APPROVE COMMIT
NOTE: This patch has been committed.
This differs from the patch in 17594.33203.166072.603993(a)parhasard.net in
that the new file automated/lisp-reader-tests.el is included.
lisp/ChangeLog addition:
2006-08-05 Aidan Kehoe <kehoea(a)parhasard.net>
* lisp.el (forward-sexp):
Handle raw strings specially just as we do structures. Fixes
problems evaluating them in *scratch*.
man/ChangeLog addition:
2006-08-05 Aidan Kehoe <kehoea(a)parhasard.net>
* lispref/objects.texi (String Type):
Give details of the raw string syntax, taken from SXEmacs and
Python.
src/ChangeLog addition:
2006-08-05 Aidan Kehoe <kehoea(a)parhasard.net>
* lread.c (read_unicode_escape):
Refactor this code out from read_escape, since it's now called
from read_string as well.
* lread.c (read_escape):
Call read_unicode_escape instead of using inline code,
* lread.c (read_string):
Refactor out from read1, provide raw and honor_unicode options.

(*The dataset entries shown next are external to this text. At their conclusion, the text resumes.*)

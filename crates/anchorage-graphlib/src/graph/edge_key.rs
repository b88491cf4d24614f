//! Edge key types.
//!
//! Connections are unordered, so a key always stores the smaller vertex first.

#[derive(Debug, Clone, Copy, PartialEq, Eq, Hash, PartialOrd, Ord)]
pub struct EdgeKey<V> {
    pub v: V,
    pub w: V,
}

impl<V: Ord> EdgeKey<V> {
    pub fn new(a: V, b: V) -> Self {
        if b < a {
            Self { v: b, w: a }
        } else {
            Self { v: a, w: b }
        }
    }

    pub fn contains(&self, x: &V) -> bool {
        &self.v == x || &self.w == x
    }
}

impl<V: Copy + Ord> EdgeKey<V> {
    /// The endpoint opposite to `x`. Returns `None` when `x` is not an endpoint.
    pub fn other(&self, x: V) -> Option<V> {
        if self.v == x {
            Some(self.w)
        } else if self.w == x {
            Some(self.v)
        } else {
            None
        }
    }
}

* lread.c (read_raw_string):
Added, a function that calls read_string with the correct
arguments for a raw string.
* lread.c (read1):
Pass raw strings to read_raw_string; pass strings to read_string.
tests/ChangeLog addition:
2006-08-05 Aidan Kehoe <kehoea(a)parhasard.net>
* automated/lisp-reader-tests.el:
New file, imported from Martin Kuehl's SXEmacs commit; test the
new raw string syntax, including the Unicode escapes, which
SXEmacs doesn't have.
XEmacs Trunk source patch:
Diff command: cvs -q diff -Nu
Files affected: tests/automated/lisp-reader-tests.el src/lread.c man/lispref/objects.texi
lisp/lisp.el
Index: lisp/lisp.el
===================================================================
RCS file: /pack/xemacscvs/XEmacs/xemacs/lisp/lisp.el,v
retrieving revision 1.5
diff -u -u -r1.5 lisp.el
--- lisp/lisp.el 2001/04/12 18:21:29 1.5
+++ lisp/lisp.el 2006/08/04 22:47:01
@@ -60,19 +60,20 @@
(interactive "_p")
(or arg (setq arg 1))
;; XEmacs: evil hack! The other half of the evil hack below.
- (if (and (> arg 0) (looking-at "#s("))
- (goto-char (+ (point) 2)))
+ (if (and (> arg 0) (looking-at "#s(\\|#r[uU]\\{0,1\\}\""))
+ (goto-char (1+ (- (point) (- (match-end 0) (match-beginning 0))))))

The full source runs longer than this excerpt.